How do i truncate url using python

Question

How do i truncate the below URL next to the domain "com" using python. i.e you tube.com only

    youtube.com/video/AiL6nL
    yahoo.com/video/Hhj9B2
    youtube.com/video/MpVHQ
    google.com/video/PGuTN
    youtube.com/video/VU34MI

Is it possible to truncate like this?

Ewan · Accepted Answer · 2013-06-09T06:36:58.770

6

Check out Pythons urlparse library. It is a standard library so nothing else needs to be installed.

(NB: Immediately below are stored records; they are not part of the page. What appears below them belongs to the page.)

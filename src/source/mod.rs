//! Signal source abstraction.
//!
//! A [`SignalSource`] performs one request for the current signal payload.
//! The HTTP backend is the normal source; [`ChannelSource`] lets outcomes be
//! pushed from elsewhere.

mod channel;
mod error;
mod http;

pub use channel::{ChannelSource, FetchOutcome};
pub use error::FetchError;
pub use http::{endpoint_url, HttpSource, HttpSourceBuilder, DEFAULT_API_BASE, SIGNAL_PATH};

use std::fmt::Debug;
use std::time::Duration;

use async_trait::async_trait;
use serde_json::Value;

/// How long a single fetch may take before it is abandoned.
pub const REQUEST_TIMEOUT: Duration = Duration::from_millis(4000);

/// Trait for fetching raw signal payloads.
///
/// Implementations return the payload exactly as received; normalization is
/// the caller's job. Every failure (bad status, transport error, undecodable
/// body) is an `Err`, and callers treat them all as "unreachable".
#[async_trait]
pub trait SignalSource: Send + Sync + Debug {
    /// Perform one request for the current signal.
    async fn fetch(&self) -> Result<Value, FetchError>;

    /// Returns a human-readable description of the source.
    ///
    /// Used for display in the TUI status bar.
    fn description(&self) -> &str;
}

/// Fetch from `source`, giving up after `timeout`.
///
/// When the timeout elapses the in-flight request future is dropped, which
/// cancels it, and the fetch reports [`FetchError::Timeout`].
pub async fn fetch_bounded(
    source: &dyn SignalSource,
    timeout: Duration,
) -> Result<Value, FetchError> {
    match tokio::time::timeout(timeout, source.fetch()).await {
        Ok(result) => result,
        Err(_) => Err(FetchError::Timeout),
    }
}
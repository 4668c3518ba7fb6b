//! # signal-console
//!
//! A terminal dashboard and library for watching a live trading-signal feed.
//!
//! The dashboard polls a signal backend over HTTP, merges whatever comes back
//! into a well-formed [`Signal`], derives display labels from it, and tracks
//! whether the backend is reachable. The last good signal stays on screen
//! while the backend is down.
//!
//! ## Architecture
//!
//! ```text
//! ┌─────────────────────────────────────────────────────────────┐
//! │                        Application                          │
//! │  ┌─────────┐    ┌──────────┐    ┌─────────┐    ┌─────────┐ │
//! │  │  poll   │───▶│   app    │───▶│   ui    │───▶│ Terminal│ │
//! │  │ (task)  │    │ (state)  │    │(render) │    │         │ │
//! │  └────┬────┘    └──────────┘    └────┬────┘    └─────────┘ │
//! │       │                              │                      │
//! │       ▼                              ▼                      │
//! │  ┌─────────┐                    ┌──────────┐                │
//! │  │ source  │◀── HttpSource      │   data   │                │
//! │  │ (fetch) │    ChannelSource   │ (derive) │                │
//! │  └─────────┘                    └──────────┘                │
//! └─────────────────────────────────────────────────────────────┘
//! ```
//!
//! - **[`source`]**: The [`SignalSource`] trait, the HTTP fetcher and a
//!   channel-backed source
//! - **[`poll`]**: The repeating poll task and connectivity tracking
//! - **[`data`]**: The canonical [`Signal`], normalization, derived labels
//!   and formatting
//! - **[`app`]**: Application state and interaction logic
//! - **[`ui`]**: Terminal rendering using ratatui
//! - **[`config`]**: Layered settings
//!
//! ## Usage
//!
//! ### As a CLI tool
//!
//! ```bash
//! # Poll the backend on this machine
//! signal-console
//!
//! # Poll a backend elsewhere
//! signal-console --api-base http://10.0.0.5:8000
//!
//! # Print the current signal once and exit
//! signal-console --once
//! ```
//!
//! ### As a library with the HTTP backend
//!
//! ```no_run
//! use std::sync::Arc;
//! use signal_console::{App, HttpSource, PollConfig, PollHandle, Theme};
//!
//! # tokio_test::block_on(async {
//! let source = HttpSource::new("http://127.0.0.1:8000").unwrap();
//! let poller = PollHandle::spawn(Arc::new(source), PollConfig::default());
//! let app = App::new(poller, "http://127.0.0.1:8000", Theme::dark());
//! # });
//! ```
//!
//! ### Normalizing a payload
//!
//! ```
//! use serde_json::json;
//! use signal_console::normalize;
//!
//! let signal = normalize(json!({"sureness": "72.5", "news": "not a list"}));
//! assert_eq!(signal.sureness, 72.5);
//! assert!(signal.news.is_empty());
//! ```

pub mod app;
pub mod config;
pub mod data;
pub mod events;
pub mod logging;
pub mod poll;
pub mod source;
pub mod ui;

// Re-export main types for convenience
pub use app::App;
pub use config::Settings;
pub use data::{normalize, Bias, DisplaySignal, Headline, Signal, Tone};
pub use poll::{Connectivity, DashboardState, PollConfig, PollHandle, PollPhase};
pub use source::{fetch_bounded, ChannelSource, FetchError, HttpSource, SignalSource};
pub use ui::Theme;
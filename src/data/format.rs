//! Display formatting for numeric and time fields.

use chrono::{DateTime, Local, NaiveDateTime, TimeZone};
use serde_json::Value;

use super::coerce::to_number;

/// Shown in place of any value that cannot be displayed.
pub const PLACEHOLDER: &str = "--";

/// Digits used for prices, percentages and indicator values.
pub const PRICE_DIGITS: usize = 2;

/// Digits used for the raw sentiment score.
pub const SENTIMENT_DIGITS: usize = 3;

/// Format a JSON value as a fixed-precision number.
///
/// `null` and anything that does not coerce to a number format as [`PLACEHOLDER`].
pub fn format_number(value: &Value, digits: usize) -> String {
    if value.is_null() {
        return PLACEHOLDER.to_string();
    }
    format_float(to_number(value), digits)
}

/// Magnitude from which numbers are shown in exponent notation.
const EXPONENT_FROM: f64 = 1e21;

/// Format an already-numeric value with fixed precision.
///
/// Magnitudes of `1e21` and above use exponent notation (`1.5e+22`).
pub fn format_float(n: f64, digits: usize) -> String {
    if n.is_nan() {
        PLACEHOLDER.to_string()
    } else if n == f64::INFINITY {
        "Infinity".to_string()
    } else if n == f64::NEG_INFINITY {
        "-Infinity".to_string()
    } else if n.abs() >= EXPONENT_FROM {
        format!("{:e}", n).replacen('e', "e+", 1)
    } else {
        format!("{:.*}", digits, n)
    }
}

/// Format a feed timestamp as local wall-clock time.
///
/// Accepts RFC 3339 strings, naive ISO 8601 strings (read as local time) and
/// epoch milliseconds. Anything else formats as [`PLACEHOLDER`].
pub fn format_time(value: &Value) -> String {
    parse_timestamp(value)
        .map(|t| format_clock(&t))
        .unwrap_or_else(|| PLACEHOLDER.to_string())
}

/// Format a local time as `HH:MM:SS`.
pub fn format_clock(time: &DateTime<Local>) -> String {
    time.format("%H:%M:%S").to_string()
}

fn parse_timestamp(value: &Value) -> Option<DateTime<Local>> {
    match value {
        Value::String(s) if !s.is_empty() => {
            if let Ok(t) = DateTime::parse_from_rfc3339(s) {
                return Some(t.with_timezone(&Local));
            }
            let naive = NaiveDateTime::parse_from_str(s, "%Y-%m-%dT%H:%M:%S%.f")
                .or_else(|_| NaiveDateTime::parse_from_str(s, "%Y-%m-%d %H:%M:%S%.f"))
                .ok()?;
            Local.from_local_datetime(&naive).earliest()
        }
        Value::Number(n) => {
            let millis = n.as_f64()?;
            if !millis.is_finite() || millis == 0.0 {
                return None;
            }
            DateTime::from_timestamp_millis(millis as i64).map(|t| t.with_timezone(&Local))
        }
        _ => None,
    }
}

#[cfg(test)]
mod tests {
    use super::*;
    use chrono::Utc;
    use serde_json::json;

    #[test]
    fn test_format_number_precision() {
        assert_eq!(format_number(&json!(22450.456), 2), "22450.46");
        assert_eq!(format_number(&json!(0.1234), SENTIMENT_DIGITS), "0.123");
        assert_eq!(format_number(&json!("17.5"), 2), "17.50");
        assert_eq!(format_number(&json!(0), 2), "0.00");
    }

    #[test]
    fn test_format_number_placeholders() {
        assert_eq!(format_number(&json!(null), 2), "--");
        assert_eq!(format_number(&json!("n/a"), 2), "--");
        assert_eq!(format_number(&json!({"v": 1}), 2), "--");
        assert_eq!(format_float(f64::NAN, 2), "--");
    }

    #[test]
    fn test_format_float_huge_uses_exponent() {
        assert_eq!(format_float(1e21, 2), "1e+21");
        assert_eq!(format_float(-1.5e22, 2), "-1.5e+22");
        assert_eq!(format_number(&json!(2.5e25), PRICE_DIGITS), "2.5e+25");
        assert_eq!(format_float(9.99e20, 0), "999000000000000000000");
    }

    #[test]
    fn test_format_float_infinite() {
        assert_eq!(format_float(f64::INFINITY, 2), "Infinity");
        assert_eq!(format_float(f64::NEG_INFINITY, 2), "-Infinity");
    }

    #[test]
    fn test_format_time_rfc3339() {
        let utc = Utc::now();
        let expected = format_clock(&utc.with_timezone(&Local));
        assert_eq!(format_time(&json!(utc.to_rfc3339())), expected);
    }

    #[test]
    fn test_format_time_naive_and_epoch() {
        assert_eq!(format_time(&json!("2025-03-14T09:15:30.250")), "09:15:30");

        let millis = 1_700_000_000_000_i64;
        let expected = format_clock(
            &DateTime::from_timestamp_millis(millis).unwrap().with_timezone(&Local),
        );
        assert_eq!(format_time(&json!(millis)), expected);
    }

    #[test]
    fn test_format_time_invalid() {
        assert_eq!(format_time(&json!(null)), "--");
        assert_eq!(format_time(&json!("")), "--");
        assert_eq!(format_time(&json!("yesterday")), "--");
        assert_eq!(format_time(&json!(true)), "--");
    }
}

So you could do the following:

import urlparse
import re

def check_and_add_http(url):
    # checks if 'http://' is present at the start of the URL and adds it if not.
    http_regex = re.compile(r'^http[s]?://')
    if http_regex.match(url):
        # 'http://' or 'https://' is present
        return url
    else:
        # add 'http://' for urlparse to work.
        return 'http://' + url

for url in url_list:
    url = check_and_add_http(url)
    print(urlparse.urlsplit(url)[1])

You can read more about urlsplit() in the documentation, including the indexes if you want to read the other parts of the URL.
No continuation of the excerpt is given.